Despite its defeat, the “caliphate” remained a central part of the Islamic State’s message, even as the group shifted its focus more toward terrorism than state building.
It is known that the two suspects in the Bondi Beach shooting visited the Philippines before the attack. If investigators find that the two men underwent ISIS commando training in southern Mindanao, it could indicate a level of central coordination that ISIS investigators have not seen in years.
The group’s activities over the past year have also shown lasting, if weak, public appeal.

Polish authorities said on Tuesday they had arrested a teenager they said had sought to contact the group and were suspected of planning an attack on a Christmas market.
In Michigan, in October, two men were charged with planning a mass shooting over the Halloween holiday.
Almost a year ago, an American Muslim influenced by ISIS killed 14 people when he drove a truck into New Year’s revelers in New Orleans.
ISIS remains unable to reconstitute its so-called caliphate, a vast Islamic emirate that the group ruled across parts of Iraq and Syria until it was finally destroyed in 2019. In both countries, ISIS attacks reached historic lows last year.
The group made great strides and was able to form some territories in the Sahel region in northwest sub-Saharan Africa – countries such as Mali, Burkina Faso and Niger.
The Islamic State’s presence in Africa’s remote, arid and sparsely populated regions may still appear to be merely surviving rather than thriving to its members and potential recruits.
“Although they are active in many African countries, they do not have the same kind of ideological veneration because there is a lot of history in the Arab world related to Islam,” Zelin said.
While the terrorist attack in Sydney was fatally successful, many more ISIS attacks have been thwarted by law enforcement as multinational engagement in the fight against terrorism grows stronger.

While observers said it is too early to say that the recent attacks amount to a resurgence of the group, there are two relatively recent changes that could help revive the group’s fortunes.
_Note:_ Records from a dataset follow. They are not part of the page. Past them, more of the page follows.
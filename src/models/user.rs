// src/models/user.rs

use serde::{Deserialize, Serialize};
use sqlx::FromRow;
use validator::Validate;

/// Represents the 'users' table in the database.
#[derive(Debug, Clone, FromRow, Serialize, Deserialize)]
pub struct User {
    pub id: i64,

    /// Unique username.
    pub username: String,

    /// Argon2 password hash.
    /// Skipped during serialization to prevent leaking sensitive data.
    #[serde(skip)]
    pub password: String,

    /// User role: 'user' or 'admin'.
    pub role: String,

    pub created_at: Option<chrono::DateTime<chrono::Utc>>,
}

/// DTO for creating a new user (Registration).
#[derive(Debug, Deserialize, Validate)]
pub struct CreateUserRequest {
    #[validate(length(
        min = 3,
        max = 50,
        message = "Username length must be between 3 and 50 characters."
    ))]
    pub username: String,
    #[validate(length(
        min = 4,
        max = 128,
        message = "Password length must be between 4 and 128 characters."
    ))]
    pub password: String,
}
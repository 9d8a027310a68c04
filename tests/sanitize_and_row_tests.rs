// tests/sanitize_and_row_tests.rs
//
// Unit-level coverage for the pure pieces of the import pipeline: text
// sanitation and column-synonym resolution.

use qbank_backend::import::row::{NormalizedRow, RawRow, normalize_key};
use qbank_backend::import::sanitize::sanitize_text;

#[test]
fn strips_control_bytes_and_preserves_unicode_symbols() {
    // 0x0B interleaved with a mathematical symbol
    assert_eq!(sanitize_text("\u{221A}\u{000B}2"), "\u{221A}2");

    // Currency, fractions, superscripts pass through untouched
    assert_eq!(sanitize_text("\u{20A6}500 \u{00BD} x\u{00B2}"), "\u{20A6}500 \u{00BD} x\u{00B2}");
}

#[test]
fn strips_the_whole_control_range() {
    let dirty: String = "a\u{0000}b\u{0008}c\u{000B}d\u{000C}e\u{000E}f\u{001F}g\u{007F}h".into();
    assert_eq!(sanitize_text(&dirty), "abcdefgh");
}

#[test]
fn keeps_tabs_and_newlines() {
    assert_eq!(sanitize_text("a\tb\nc"), "a\tb\nc");
}

#[test]
fn normalizes_curly_quotes_to_ascii() {
    assert_eq!(
        sanitize_text("\u{201C}quote\u{201D} and \u{2018}tick\u{2019}"),
        "\"quote\" and 'tick'"
    );
}

#[test]
fn trims_surrounding_whitespace() {
    assert_eq!(sanitize_text("  padded  "), "padded");
}

#[test]
fn normalize_key_lowercases_and_underscores() {
    assert_eq!(normalize_key("  Question Text "), "question_text");
    assert_eq!(normalize_key("OPTION_A"), "option_a");
    assert_eq!(normalize_key("Correct  Answer"), "correct_answer");
}

fn raw(pairs: &[(&str, &str)]) -> RawRow {
    pairs
        .iter()
        .map(|(k, v)| (k.to_string(), v.to_string()))
        .collect()
}

#[test]
fn resolves_fields_through_synonyms() {
    let row = raw(&[
        ("question", "What is 2+2?"),
        ("exam_type_name", "WAEC"),
        ("subject_name", "Mathematics"),
        ("topic_name", "Algebra"),
        ("answer", "B"),
    ]);

    let normalized = NormalizedRow::from_raw(&row);
    assert_eq!(normalized.question_text.as_deref(), Some("What is 2+2?"));
    assert_eq!(normalized.exam_type.as_deref(), Some("WAEC"));
    assert_eq!(normalized.subject.as_deref(), Some("Mathematics"));
    assert_eq!(normalized.topic.as_deref(), Some("Algebra"));
    assert_eq!(normalized.correct_answer.as_deref(), Some("B"));
}

#[test]
fn canonical_name_wins_over_its_synonym() {
    let row = raw(&[("question_text", "canonical"), ("question", "synonym")]);

    let normalized = NormalizedRow::from_raw(&row);
    assert_eq!(normalized.question_text.as_deref(), Some("canonical"));
}

#[test]
fn blank_values_count_as_missing() {
    let row = raw(&[("question_text", "   "), ("question", "fallback")]);

    // A blank canonical cell falls through to the synonym
    let normalized = NormalizedRow::from_raw(&row);
    assert_eq!(normalized.question_text.as_deref(), Some("fallback"));
}

#[test]
fn unrecognized_columns_are_ignored() {
    let row = raw(&[
        ("question_text", "What?"),
        ("uploader_notes", "ignore me"),
        ("option_a", "yes"),
    ]);

    let normalized = NormalizedRow::from_raw(&row);
    assert_eq!(normalized.question_text.as_deref(), Some("What?"));
    assert_eq!(normalized.options[0].as_deref(), Some("yes"));
    assert_eq!(normalized.options[1], None);
}

#[test]
fn options_map_positionally_a_through_f() {
    let row = raw(&[
        ("option_a", "first"),
        ("option_c", "third"),
        ("option_f", "sixth"),
    ]);

    let normalized = NormalizedRow::from_raw(&row);
    assert_eq!(normalized.options[0].as_deref(), Some("first"));
    assert_eq!(normalized.options[1], None);
    assert_eq!(normalized.options[2].as_deref(), Some("third"));
    assert_eq!(normalized.options[5].as_deref(), Some("sixth"));
}
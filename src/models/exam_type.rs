// src/models/exam_type.rs

use serde::{Deserialize, Serialize};
use sqlx::FromRow;
use validator::Validate;

/// Represents the 'exam_types' table: a named examination board/category
/// questions are tagged with (e.g., WAEC, JAMB).
#[derive(Debug, Clone, FromRow, Serialize, Deserialize)]
pub struct ExamType {
    pub id: i64,
    pub name: String,
    pub created_at: Option<chrono::DateTime<chrono::Utc>>,
}

/// DTO for creating a new exam type.
#[derive(Debug, Deserialize, Validate)]
pub struct CreateExamTypeRequest {
    #[validate(length(min = 1, max = 100))]
    pub name: String,
}
// src/handlers/catalog.rs

use axum::{
    Json,
    extract::{Query, State},
    response::IntoResponse,
};
use serde::Deserialize;
use sqlx::PgPool;

use crate::{
    error::AppError,
    models::{exam_type::ExamType, subject::Subject, topic::Topic},
};

/// Lists all exam types (e.g., WAEC, JAMB).
pub async fn list_exam_types(State(pool): State<PgPool>) -> Result<impl IntoResponse, AppError> {
    let exam_types = sqlx::query_as::<_, ExamType>(
        "SELECT id, name, created_at FROM exam_types ORDER BY name",
    )
    .fetch_all(&pool)
    .await
    .map_err(|e| {
        tracing::error!("Failed to list exam types: {:?}", e);
        AppError::InternalServerError(e.to_string())
    })?;

    Ok(Json(exam_types))
}

/// Lists all subjects.
pub async fn list_subjects(State(pool): State<PgPool>) -> Result<impl IntoResponse, AppError> {
    let subjects =
        sqlx::query_as::<_, Subject>("SELECT id, name, created_at FROM subjects ORDER BY name")
            .fetch_all(&pool)
            .await
            .map_err(|e| {
                tracing::error!("Failed to list subjects: {:?}", e);
                AppError::InternalServerError(e.to_string())
            })?;

    Ok(Json(subjects))
}

#[derive(Debug, Deserialize)]
pub struct TopicQuery {
    pub subject_id: i64,
}

/// Lists the topics that belong to one subject.
pub async fn list_topics(
    State(pool): State<PgPool>,
    Query(query): Query<TopicQuery>,
) -> Result<impl IntoResponse, AppError> {
    let topics = sqlx::query_as::<_, Topic>(
        "SELECT id, subject_id, name, created_at FROM topics WHERE subject_id = $1 ORDER BY name",
    )
    .bind(query.subject_id)
    .fetch_all(&pool)
    .await
    .map_err(|e| {
        tracing::error!("Failed to list topics: {:?}", e);
        AppError::InternalServerError(e.to_string())
    })?;

    Ok(Json(topics))
}
// src/import/reader.rs

use std::path::Path;

use calamine::{Data, Reader, open_workbook_auto};

use crate::error::AppError;
use crate::import::row::{RawRow, normalize_key};

/// One row as pulled from the source file. `number` is the 1-based
/// spreadsheet row number including the header (first data row is 2), so
/// error messages line up with what the uploader sees in their editor.
#[derive(Debug)]
pub struct SourceRow {
    pub number: usize,
    /// The parsed row, or a reader-level failure message for this row
    /// (malformed record, unreadable cell). Reader failures never abort
    /// the file; they are surfaced per row.
    pub record: Result<RawRow, String>,
}

/// Streaming access to spreadsheet rows in bounded batches.
pub trait RowSource: Send {
    /// Returns up to `limit` rows; an empty vec means the file is drained.
    fn next_batch(&mut self, limit: usize) -> Vec<SourceRow>;
}

/// Opens the right `RowSource` for the file's extension.
pub fn open_row_source(path: &Path) -> Result<Box<dyn RowSource>, AppError> {
    let extension = path
        .extension()
        .and_then(|e| e.to_str())
        .unwrap_or("")
        .to_lowercase();

    match extension.as_str() {
        "csv" => Ok(Box::new(CsvRowSource::from_bytes(std::fs::read(path)?)?)),
        "xls" | "xlsx" => Ok(Box::new(WorkbookRowSource::open(path)?)),
        other => Err(AppError::BadRequest(format!(
            "Unsupported spreadsheet format '{}': expected csv, xls or xlsx",
            other
        ))),
    }
}

/// Decodes raw file bytes into UTF-8 text.
/// Valid UTF-8 passes through (minus a BOM); anything else falls back to
/// Windows-1252, which cannot fail.
pub fn decode_to_utf8(bytes: &[u8]) -> (String, &'static str) {
    match std::str::from_utf8(bytes) {
        Ok(text) => {
            let text = text.strip_prefix('\u{FEFF}').unwrap_or(text);
            (text.to_string(), "utf-8")
        }
        Err(_) => {
            let (decoded, _, _) = encoding_rs::WINDOWS_1252.decode(bytes);
            (decoded.into_owned(), "windows-1252")
        }
    }
}

/// CSV-backed row source.
pub struct CsvRowSource {
    headers: Vec<String>,
    records: csv::StringRecordsIntoIter<std::io::Cursor<Vec<u8>>>,
    next_number: usize,
}

impl CsvRowSource {
    pub fn from_bytes(bytes: Vec<u8>) -> Result<Self, AppError> {
        let (text, encoding) = decode_to_utf8(&bytes);
        tracing::debug!("decoded csv upload as {}", encoding);

        let mut reader = csv::ReaderBuilder::new()
            .flexible(true)
            .has_headers(true)
            .from_reader(std::io::Cursor::new(text.into_bytes()));

        let headers: Vec<String> = reader
            .headers()
            .map_err(|e| AppError::BadRequest(format!("Unable to read header row: {}", e)))?
            .iter()
            .map(normalize_key)
            .collect();

        Ok(Self {
            headers,
            records: reader.into_records(),
            next_number: 2,
        })
    }
}

impl RowSource for CsvRowSource {
    fn next_batch(&mut self, limit: usize) -> Vec<SourceRow> {
        let mut batch = Vec::new();
        while batch.len() < limit {
            let Some(result) = self.records.next() else {
                break;
            };
            let number = self.next_number;
            self.next_number += 1;

            let record = match result {
                Ok(rec) => {
                    let mut row = RawRow::new();
                    for (i, header) in self.headers.iter().enumerate() {
                        if header.is_empty() {
                            continue;
                        }
                        if let Some(value) = rec.get(i) {
                            if !value.trim().is_empty() {
                                row.insert(header.clone(), value.to_string());
                            }
                        }
                    }
                    Ok(row)
                }
                Err(e) => Err(format!("Unreadable row: {}", e)),
            };

            batch.push(SourceRow { number, record });
        }
        batch
    }
}

/// XLS/XLSX-backed row source. Calamine materializes the sheet range in
/// memory; batching still bounds what the importer holds at once.
pub struct WorkbookRowSource {
    headers: Vec<String>,
    rows: std::vec::IntoIter<Vec<Data>>,
    next_number: usize,
}

impl WorkbookRowSource {
    pub fn open(path: &Path) -> Result<Self, AppError> {
        let mut workbook = open_workbook_auto(path)
            .map_err(|e| AppError::BadRequest(format!("Unable to open workbook: {}", e)))?;

        let sheet_name = workbook
            .sheet_names()
            .first()
            .cloned()
            .ok_or_else(|| AppError::BadRequest("Workbook has no sheets".to_string()))?;

        let range = workbook.worksheet_range(&sheet_name).map_err(|e| {
            AppError::BadRequest(format!("Unable to read sheet '{}': {}", sheet_name, e))
        })?;

        let mut rows_iter = range.rows();
        let headers: Vec<String> = rows_iter
            .next()
            .map(|r| {
                r.iter()
                    .map(|c| normalize_key(&display_cell(c).unwrap_or_default()))
                    .collect()
            })
            .unwrap_or_default();

        let rows: Vec<Vec<Data>> = rows_iter.map(|r| r.to_vec()).collect();

        Ok(Self {
            headers,
            rows: rows.into_iter(),
            next_number: 2,
        })
    }
}

impl RowSource for WorkbookRowSource {
    fn next_batch(&mut self, limit: usize) -> Vec<SourceRow> {
        let mut batch = Vec::new();
        while batch.len() < limit {
            let Some(cells) = self.rows.next() else {
                break;
            };
            let number = self.next_number;
            self.next_number += 1;

            let mut row = RawRow::new();
            let mut failure = None;
            for (i, header) in self.headers.iter().enumerate() {
                if header.is_empty() {
                    continue;
                }
                let Some(cell) = cells.get(i) else {
                    continue;
                };
                match display_cell(cell) {
                    Ok(value) => {
                        if !value.trim().is_empty() {
                            row.insert(header.clone(), value);
                        }
                    }
                    Err(msg) => {
                        failure = Some(format!("Unreadable cell in column '{}': {}", header, msg));
                        break;
                    }
                }
            }

            batch.push(SourceRow {
                number,
                record: match failure {
                    Some(msg) => Err(msg),
                    None => Ok(row),
                },
            });
        }
        batch
    }
}

fn display_cell(cell: &Data) -> Result<String, String> {
    match cell {
        Data::Empty => Ok(String::new()),
        Data::String(s) => Ok(s.clone()),
        Data::Float(f) => {
            // Whole numbers come back as floats from Excel; render "2019",
            // not "2019.0", so id and year columns resolve.
            if f.fract() == 0.0 && f.abs() < i64::MAX as f64 {
                Ok(format!("{}", *f as i64))
            } else {
                Ok(f.to_string())
            }
        }
        Data::Int(i) => Ok(i.to_string()),
        Data::Bool(b) => Ok(b.to_string()),
        Data::DateTime(dt) => Ok(dt.as_f64().to_string()),
        Data::DateTimeIso(s) | Data::DurationIso(s) => Ok(s.clone()),
        Data::Error(e) => Err(format!("{:?}", e)),
    }
}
The fall of Bashar al-Assad’s regime in Syria a year ago revived chaos in the country, providing a broader opportunity for the Islamic State.
When Syrian President Ahmed al-Sharaa — himself a former Islamist militant who once led an offshoot of Al Qaeda — joined the U.S.-led global coalition to defeat ISIS last month, it put a target on the back of the Syrian government.
Even before that, the attack claimed by ISIS on a church in Damascus that killed at least 25 people in June once again raised the Syrian authorities’ interest in the threat posed by ISIS.
Meanwhile, the group’s messaging has exploited Israel’s highly lethal war against Hamas in the Gaza Strip as a rallying cry for attacks against the West. Palestinian health officials say more than 70,000 people have been killed in the war.
Colin B said: “I think the conflict in Gaza has risen over the past two years,” said Clark, executive director of the Soufan Center, a New York-based security think tank. “It has brought in a larger group of people who are now consuming information that leads them very quickly through social media algorithms to extremist content.”
As much of the world gathers to celebrate religious holidays at the end of the year, Islamic State commandos — whether self-appointed or directed by its leadership — are also taking notice.
The group has targeted religious celebrations in the past, and analysts have warned that another stunning attack against Christian, Jewish or Muslim targets could give the Islamic State the propaganda boost it needs for a more lethal and influential 2026.
“These are big times when they might try to do things,” Clark said. “If they can do things again quickly, that will be huge for them, because they haven’t been able to do things like this in years.”